Elaine Showalter is a professor emerita of English at Princeton University.
Code girls, fly girls, rocket girls, lab girls, girls of Atomic City, the Harvard Observatory or NASA — many groundbreaking books have recently been published about American women hidden from history, who performed extraordinary feats of intelligence and perseverance but whose accomplishments have been overlooked, unremembered or blotted out. Now add to that list of forgotten heroines the indomitable wives of pilots shot down and captured in North Vietnam, who fought the governments of both the United States and North Vietnam to secure their husbands’ safe return. Dramatically told by Heath Hardage Lee, “The League of Wives” reveals a story as exhilarating and inspiring as its predecessors.

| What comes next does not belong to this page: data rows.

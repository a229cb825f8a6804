//! 외부 호출 결과 분류.
//!
//! 수집 클라이언트는 업스트림 실패를 `Err`로 던지지 않고 [`FetchOutcome`]으로
//! 돌려줍니다. 스케줄러는 이 값을 그대로 매칭해 상태를 전이합니다.

use serde::Serialize;

/// 한 번의 수집 호출 결과.
#[derive(Debug, Clone, PartialEq)]
pub enum FetchOutcome<T> {
    /// 한 건 이상 수집
    Ok(Vec<T>),
    /// 호출은 성공했지만 데이터 없음 (휴장일 등). 완료로 취급합니다.
    Empty,
    /// 호출 한도 도달. 그 전까지 모은 결과를 함께 돌려줍니다.
    RateLimited { partial: Vec<T>, reason: String },
    /// 그 외 실패. 해당 단위만 미완료로 남습니다.
    HardError(String),
}

/// [`FetchOutcome`]의 상태만 떼어낸 값 (요약/로그용).
#[derive(Debug, Clone, Copy, PartialEq, Eq, Serialize)]
#[serde(rename_all = "snake_case")]
pub enum FetchStatus {
    Ok,
    Empty,
    RateLimited,
    HardError,
}

impl<T> FetchOutcome<T> {
    /// 결과 행으로부터 `Ok` 또는 `Empty`를 만듭니다.
    pub fn from_rows(rows: Vec<T>) -> Self {
        if rows.is_empty() {
            Self::Empty
        } else {
            Self::Ok(rows)
        }
    }

    pub fn status(&self) -> FetchStatus {
        match self {
            Self::Ok(_) => FetchStatus::Ok,
            Self::Empty => FetchStatus::Empty,
            Self::RateLimited { .. } => FetchStatus::RateLimited,
            Self::HardError(_) => FetchStatus::HardError,
        }
    }

    pub fn is_rate_limited(&self) -> bool {
        matches!(self, Self::RateLimited { .. })
    }

    /// 저장 가능한 행을 꺼냅니다. 한도 초과 시에는 부분 결과를 돌려줍니다.
    pub fn into_rows(self) -> Vec<T> {
        match self {
            Self::Ok(rows) => rows,
            Self::RateLimited { partial, .. } => partial,
            Self::Empty | Self::HardError(_) => Vec::new(),
        }
    }

    pub fn map<U, F: FnMut(T) -> U>(self, f: F) -> FetchOutcome<U> {
        match self {
            Self::Ok(rows) => FetchOutcome::Ok(rows.into_iter().map(f).collect()),
            Self::Empty => FetchOutcome::Empty,
            Self::RateLimited { partial, reason } => FetchOutcome::RateLimited {
                partial: partial.into_iter().map(f).collect(),
                reason,
            },
            Self::HardError(e) => FetchOutcome::HardError(e),
        }
    }
}

/// 소스별 호출 한도 판정 규칙.
///
/// 상태 코드가 `statuses`에 있거나 에러 메시지에 `markers` 중 하나가 포함되면
/// 호출 한도 초과로 봅니다. 비교는 소문자 기준입니다.
#[derive(Debug, Clone, Copy)]
pub struct RateLimitRule {
    pub statuses: &'static [u16],
    pub markers: &'static [&'static str],
}

impl RateLimitRule {
    /// KRX OPEN API: 일일 호출 한도 초과 시 403/429와 "초과" 메시지
    pub const KRX: Self = Self {
        statuses: &[429, 403],
        markers: &["limit", "quota", "한도", "초과", "exceeded"],
    };

    /// 네이버 검색 API: 429, 403(API 권한 없음 = 일일 한도 소진)
    pub const NAVER: Self = Self {
        statuses: &[429, 403],
        markers: &["limit", "quota", "한도"],
    };

    /// 카카오 검색 API: 429, 403 및 "RequestThrottled"
    pub const KAKAO: Self = Self {
        statuses: &[429, 403],
        markers: &["limit", "quota", "한도", "throttled"],
    };

    pub fn is_rate_limited(&self, status: Option<u16>, message: &str) -> bool {
        status.is_some_and(|s| self.statuses.contains(&s)) || self.has_marker(message)
    }

    fn has_marker(&self, text: &str) -> bool {
        let lower = text.to_lowercase();
        self.markers.iter().any(|m| lower.contains(m))
    }

    /// 실패한 호출을 `RateLimited` 또는 `HardError`로 분류합니다.
    pub fn classify<T>(
        &self,
        status: Option<u16>,
        message: impl Into<String>,
        partial: Vec<T>,
    ) -> FetchOutcome<T> {
        let message = message.into();
        let rate_limited = self.is_rate_limited(status, &message);
        Self::outcome(rate_limited, message, partial)
    }

    /// 본문이 붙은 비정상 HTTP 응답을 분류합니다.
    ///
    /// `context`에는 본문을 넣지 않습니다. 본문의 한도 문구는 4xx 응답에서만 보고,
    /// 5xx 본문은 내용과 관계없이 `HardError`입니다.
    pub fn classify_response<T>(
        &self,
        status: u16,
        context: &str,
        body: &str,
        partial: Vec<T>,
    ) -> FetchOutcome<T> {
        let quota_body = (400..500).contains(&status) && self.has_marker(body);
        let rate_limited = quota_body || self.is_rate_limited(Some(status), context);
        let reason = if body.is_empty() {
            context.to_string()
        } else {
            format!("{} - {}", context, body)
        };
        Self::outcome(rate_limited, reason, partial)
    }

    fn outcome<T>(rate_limited: bool, reason: String, partial: Vec<T>) -> FetchOutcome<T> {
        if rate_limited {
            FetchOutcome::RateLimited { partial, reason }
        } else {
            FetchOutcome::HardError(reason)
        }
    }
}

During the long years of the Vietnam War, hundreds of American airmen became POWs or were listed as MIA, missing in action. Defying their training in the etiquette of behavior for the ideal officer’s spouse, their wives individually sought information and action from officials in the Red Cross, the State Department and the Pentagon. They were told to go home, leave the negotiations to the government and say nothing to the media for fear of endangering their husbands. Indeed, they were often perceived as “hysterical females who just needed a shoulder to cry on now and then.” Even Sen. Bob Dole, a sympathizer and supporter, spoke condescendingly of “the feelings these girls have occasionally of the need to be reassured.”

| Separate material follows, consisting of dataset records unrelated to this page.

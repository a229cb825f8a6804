//! 수집 키워드 목록.
//!
//! `news/crawl_keywords.json` (`{"keywords": [...]}`)에서 읽습니다.
//! 파일이 없거나 읽을 수 없거나 비어 있으면 기본 목록을 씁니다.

use std::path::Path;

use serde::Deserialize;

/// 기본 수집 키워드
pub const DEFAULT_KEYWORDS: [&str; 7] = ["주식", "코스피", "코스닥", "증시", "투자", "금융", "경제"];

#[derive(Debug, Deserialize)]
struct KeywordFile {
    #[serde(default)]
    keywords: Vec<String>,
}

fn default_keywords() -> Vec<String> {
    DEFAULT_KEYWORDS.iter().map(|k| k.to_string()).collect()
}

/// 키워드 목록을 읽습니다. 공백 키워드와 중복은 제거합니다 (처음 순서 유지).
pub async fn load_keywords(path: &Path) -> Vec<String> {
    let parsed = match tokio::fs::read(path).await {
        Ok(bytes) => match serde_json::from_slice::<KeywordFile>(&bytes) {
            Ok(file) => file.keywords,
            Err(e) => {
                tracing::warn!(path = %path.display(), error = %e, "키워드 파일 파싱 실패, 기본 목록 사용");
                Vec::new()
            }
        },
        Err(_) => Vec::new(),
    };

    let mut keywords: Vec<String> = Vec::with_capacity(parsed.len());
    for keyword in parsed {
        let keyword = keyword.trim().to_string();
        if !keyword.is_empty() && !keywords.contains(&keyword) {
            keywords.push(keyword);
        }
    }

    if keywords.is_empty() {
        default_keywords()
    } else {
        keywords
    }
}

#[cfg(test)]
mod tests {
    use super::*;

    #[tokio::test]
    async fn test_missing_or_empty_file_uses_defaults() {
        let dir = tempfile::tempdir().unwrap();
        let path = dir.path().join("crawl_keywords.json");
        assert_eq!(load_keywords(&path).await, default_keywords());

        tokio::fs::write(&path, r#"{"keywords": []}"#).await.unwrap();
        assert_eq!(load_keywords(&path).await, default_keywords());

        tokio::fs::write(&path, "not json").await.unwrap();
        assert_eq!(load_keywords(&path).await, default_keywords());
    }

    #[tokio::test]
    async fn test_file_keywords_are_trimmed_and_deduplicated() {
        let dir = tempfile::tempdir().unwrap();
        let path = dir.path().join("crawl_keywords.json");
        tokio::fs::write(&path, r#"{"keywords": ["삼성전자", " 코스피 ", "", "삼성전자"]}"#)
            .await
            .unwrap();

        assert_eq!(load_keywords(&path).await, vec!["삼성전자", "코스피"]);
    }
}
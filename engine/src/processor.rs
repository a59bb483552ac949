//! Match processing: re-validation, delta application, causal recording.

use tangle_causal::CausalGraph;
use tangle_core::{vertex_union, Rule};
use tangle_graph::Hypergraph;
use tangle_pattern::{substitute, Match};

use crate::delta::RuleDelta;
use crate::state::RunState;

/// Statistics from processing one round's hit list.
#[derive(Debug, Clone, Default, PartialEq, Eq)]
pub struct ProcessReport {
    /// Hits applied to the graph.
    pub applied: usize,
    /// Hits whose edges an earlier hit this round had already consumed.
    pub skipped: usize,
}

/// Apply an ordered hit list against the live graph.
///
/// Hits are processed strictly in list order. Each hit is re-validated
/// against the current graph first: the matches were found against a
/// snapshot, and an earlier hit in the same round may have consumed the
/// edges this one needs. Failing the presence check skips the hit; there
/// is no locking and no rollback. Each applied hit removes and adds its
/// factored delta in one atomic call and records one causal event.
///
/// Processing stops as soon as the event budget is reached, which is also
/// where cancellation (budget lowered to the applied count) takes effect.
pub fn process_matches(
    graph: &mut Hypergraph,
    causal: &mut CausalGraph,
    rules: &[Rule],
    deltas: &[RuleDelta],
    hits: &[Match],
    state: &mut RunState,
) -> ProcessReport {
    let mut report = ProcessReport::default();

    for hit in hits {
        if state.budget_reached() {
            break;
        }

        let rule = &rules[hit.rule_index];
        let delta = &deltas[hit.rule_index];

        // Presence re-check uses the full unfactored left-hand side: the
        // occurrence as matched must still exist, shared parts included.
        let full_lhs = substitute(graph.max_vertex(), &rule.lhs, &hit.assignment);
        if graph.count_occurrences(&full_lhs) == 0 {
            report.skipped += 1;
            continue;
        }

        // One captured mark for both sides. The validated left-hand side
        // is fully bound, so only right-hand-only variables allocate
        // fresh vertices and the two substitutions cannot collide.
        let mark = graph.max_vertex();
        let removed = substitute(mark, &delta.lhs_only, &hit.assignment);
        let added = substitute(mark, &delta.rhs_only, &hit.assignment);
        graph.apply_delta(&removed, &added);

        let produced = vertex_union(&added);
        let consumed = hit.assignment.vertices().to_vec();
        causal.record_event(consumed, produced, state.step);

        state.events_applied += 1;
        report.applied += 1;
    }

    report
}
//! Overlapping-match scenarios.
//!
//! Two occurrences sharing an edge race within one round: whichever sorts
//! first wins, the other fails its presence re-check.

use tangle_tests::prelude::*;
use tangle_tests::run_seeded;

/// The rule (x,x,y)(y,z,u) -> (x,v,u)(y,v,z)(v,v,u) with variables
/// numbered by first appearance: x=0, y=1, z=2, u=3, v=4.
fn chain_rule() -> Rule {
    Rule::new(
        vec![pattern![0, 0, 1], pattern![1, 2, 3]],
        vec![pattern![0, 4, 3], pattern![1, 4, 2], pattern![4, 4, 3]],
    )
}

fn chain_initial() -> Vec<Hyperedge> {
    vec![edge![1, 1, 2], edge![2, 2, 3], edge![3, 3, 4]]
}

#[test]
fn test_one_of_two_overlapping_matches_applies() {
    // Both occurrences {x=1,y=2,z=2,u=3} and {x=2,y=3,z=3,u=4} consume the
    // middle edge (2,2,3); the event budget of 1 stops after the winner.
    let system = run_seeded(vec![chain_rule()], chain_initial(), 1, 7);
    let status = system.status();

    assert_eq!(status.phase, Phase::Finished);
    assert_eq!(status.events_applied, 1);

    // 3 initial edges, minus the 2 consumed, plus the 3 added.
    assert_eq!(system.graph().edge_count(), 4);

    // The loser's private edge is untouched: one of the two outer edges
    // survives, and the middle edge is always gone.
    assert!(!system.graph().contains(&edge![2, 2, 3]));
    assert!(
        system.graph().contains(&edge![1, 1, 2]) || system.graph().contains(&edge![3, 3, 4])
    );

    // The fresh vertex lands strictly above the seeded high-water mark.
    assert_eq!(system.graph().max_vertex(), 5);
}

#[test]
fn test_causal_log_records_seed_and_one_rewrite() {
    let system = run_seeded(vec![chain_rule()], chain_initial(), 1, 7);
    let causal = system.causal();

    assert_eq!(causal.len(), 2);

    let seed = causal.get(0).unwrap();
    assert!(seed.consumed.is_empty());
    assert_eq!(
        seed.produced,
        vec![
            VertexId::new(1),
            VertexId::new(2),
            VertexId::new(3),
            VertexId::new(4)
        ]
    );
    assert_eq!(seed.step, 0);

    let rewrite = causal.get(1).unwrap();
    assert_eq!(rewrite.step, 1);
    assert_eq!(rewrite.consumed.len(), 4);
    assert!(rewrite.produced.contains(&VertexId::new(5)));

    // Every consumed vertex came from the seed event.
    let parents: Vec<u64> = causal.parents(1).into_iter().collect();
    assert_eq!(parents, vec![0]);
}

#[test]
fn test_budget_two_applies_both_when_disjoint() {
    // With the shared middle edge duplicated, the two occurrences no
    // longer conflict: doubling (2,2,3) leaves one copy for each.
    let mut initial = chain_initial();
    initial.push(edge![2, 2, 3]);

    let system = run_seeded(vec![chain_rule()], initial, 2, 7);

    assert_eq!(system.status().events_applied, 2);
    assert!(!system.graph().contains(&edge![1, 1, 2]));
    assert!(!system.graph().contains(&edge![3, 3, 4]));
}

#[test]
fn test_duplicate_edges_yield_independent_applications() {
    // Two copies of (1,2) produce two hits for the same assignment; the
    // second re-validates against the remaining copy and applies too.
    let rule = Rule::new(vec![pattern![0, 1]], vec![pattern![0, 2]]);
    let system = run_seeded(vec![rule], vec![edge![1, 2], edge![1, 2]], 2, 3);

    assert_eq!(system.status().events_applied, 2);
    assert!(!system.graph().contains(&edge![1, 2]));
    // Each application drew its own fresh vertex.
    assert!(system.graph().contains(&edge![1, 3]));
    assert!(system.graph().contains(&edge![1, 4]));
}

Raised to be “second-class citizens,” Lee comments, at first “most military wives barely noticed” that they were being patronized and “did not often complain.” But by the end of 1966 some had realized they were being ignored and obstructed. As news about POWs being tortured and paraded for propaganda began to appear in the press, they needed action instead of reassurance. Sybil Stockdale, wife of the commanding officer of the Screaming Eagles fighter squadron at the Coronado Navy base, whose husband, Jim, was shot down and held captive at the notorious “Hanoi Hilton” prison, recognized that individual voices were ineffective and sent a letter to the wives of senior-ranking POWs in all military branches. On Oct. 7, 1966, the Navy wives started meeting monthly to share news, and a year later, with other POW and MIA wives around the country, they officially set up the League of Wives, creating an organization that gave them leverage. Initially a “reluctant sorority,” the wives began to lobby, strategize and publicize their goals. Together they would become a strong coalition of “warrior queens who fought for their husbands’ freedom . . . and won.”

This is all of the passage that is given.